The cystinosis is annoying because sometimes I sleep lightly, and I get woken up when it is medicine time. An upside to is that at theme parks we get special access, and we get to skip the queue and go on rides immediately. I also get to do stuff because I am a young carer because I help Eloise. Every half term, the head of Young Carers lets me come out with her and do something fun, like a sensory room.Clara, Eloise's sister
Looking to the future
"Cystinosis is so rare that every patient's experience, and therefore every caregiver's experience, is different to some degree. Every patient must be treated individually. There is no one-size-fits-all answer and community support, particularly for rare diseases, is crucial.
"I am a trustee of Cystinosis Foundation UK and one of the things I am passionate about is trying to improve support for parents in the initial period after diagnosis. Actually, I felt support for us as parents was very lacking when Eloise was diagnosed. Your child knows nothing different at 18 months (or often younger), but you as parents have a huge mental workload dumped on you. You are trying to learn about the disease, medication, treatment, long term prospects, everything.

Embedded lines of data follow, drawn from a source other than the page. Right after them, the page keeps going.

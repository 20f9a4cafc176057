use super::CORE;
use crate::error::NwbResult;
use crate::hdmf::container::Container;
use crate::io::{AttributeValue, BaseIo};
use crate::registered_type::{Entity, RegisteredType, TypedEntity};

/// Attribute naming the device manufacturer.
pub const MANUFACTURER_ATTR: &str = "manufacturer";

/// Acquisition hardware, stored under `/general/devices/<name>`.
#[derive(Debug)]
pub struct Device<'io> {
    container: Container<'io>,
}

impl<'io> Device<'io> {
    pub fn new(path: &str, io: &'io dyn BaseIo) -> Self {
        Self {
            container: Container::with_type(path, io, CORE, "Device"),
        }
    }

    pub fn initialize(&self, description: &str, manufacturer: &str) -> NwbResult<()> {
        self.container.initialize_typed(Some(description))?;
        self.container
            .set_attribute(MANUFACTURER_ATTR, AttributeValue::Str(manufacturer.to_string()))
    }
}

impl RegisteredType for Device<'_> {
    fn path(&self) -> &str {
        self.container.path()
    }

    fn io(&self) -> &dyn BaseIo {
        self.container.io()
    }

    fn namespace(&self) -> &str {
        self.container.namespace()
    }

    fn type_name(&self) -> &str {
        self.container.type_name()
    }
}

impl TypedEntity for Device<'_> {
    const NAMESPACE: &'static str = CORE;
    const TYPE_NAME: &'static str = "Device";

    fn create<'io>(path: &str, io: &'io dyn BaseIo) -> Entity<'io> {
        Entity::Device(Device::new(path, io))
    }
}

I am doing pretty well at the moment. I see a doctor at GOSH where I have blood tests, and I get measured for how tall I am, and I get weighed and I do a wee in a pot! They take pictures to see if my crystals in my eyes have gone and the last time I went, they could barely see any crystals.Eloise
"Cystinosis, to me, means 'perseverance'. It’s a long-term condition (and thankfully getting longer-term all the time*) so finding a balance between medication adherence and life is really, really important. It is possible, albeit hard, to negotiate a challenging disease like cystinosis while remaining positive and hopeful for the future."
*Without treatment such as medication, children living with cystinosis are likely to develop kidney failure in about 10 years.